◆ **Work required**
Gather from the listing below each line that includes the word "expected", and copy it.

◆ **Material for the task**
//! Keyed-hash bearer tokens
//!
//! A token has the form `<user_id>.<mac>` where `mac` is the hex-encoded
//! BLAKE3 keyed hash of the user id. The key is derived from the configured
//! secret, so rotating the secret invalidates every outstanding token.

use async_trait::async_trait;
use sharehub_core::auth::ports::Authenticator;
use sharehub_domain::constants::MSG_INVALID_TOKEN;
use sharehub_domain::{AuthenticatedUser, Result, ShareHubError};
use tracing::debug;

const KEY_CONTEXT: &str = "sharehub 2024-01-01 profile api bearer token v1";

/// Verifies (and, for operators and tests, issues) keyed-hash tokens
pub struct TokenAuthenticator {
    key: [u8; 32],
}

impl TokenAuthenticator {
    /// Derive the verification key from `secret`
    pub fn new(secret: &str) -> Self {
        Self { key: blake3::derive_key(KEY_CONTEXT, secret.as_bytes()) }
    }

    /// Issue a token for `user_id`
    pub fn sign(&self, user_id: &str) -> String {
        let mac = blake3::keyed_hash(&self.key, user_id.as_bytes());
        format!("{user_id}.{}", hex::encode(mac.as_bytes()))
    }

    fn verify(&self, token: &str) -> Option<AuthenticatedUser> {
        let (user_id, mac_hex) = token.trim().rsplit_once('.')?;
        if user_id.is_empty() {
            return None;
        }

        let mac: [u8; 32] = hex::decode(mac_hex).ok()?.try_into().ok()?;
        let expected = blake3::keyed_hash(&self.key, user_id.as_bytes());

        // blake3::Hash equality is constant-time
        (expected == blake3::Hash::from(mac)).then(|| AuthenticatedUser::new(user_id))
    }
}

#[async_trait]
impl Authenticator for TokenAuthenticator {
    async fn authenticate(&self, token: &str) -> Result<AuthenticatedUser> {
        self.verify(token).ok_or_else(|| {
            debug!("rejected bearer token");
            ShareHubError::Unauthorized(MSG_INVALID_TOKEN.to_string())
        })
    }
}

◆ **Answer to this task**
        let expected = blake3::keyed_hash(&self.key, user_id.as_bytes());
        (expected == blake3::Hash::from(mac)).then(|| AuthenticatedUser::new(user_id))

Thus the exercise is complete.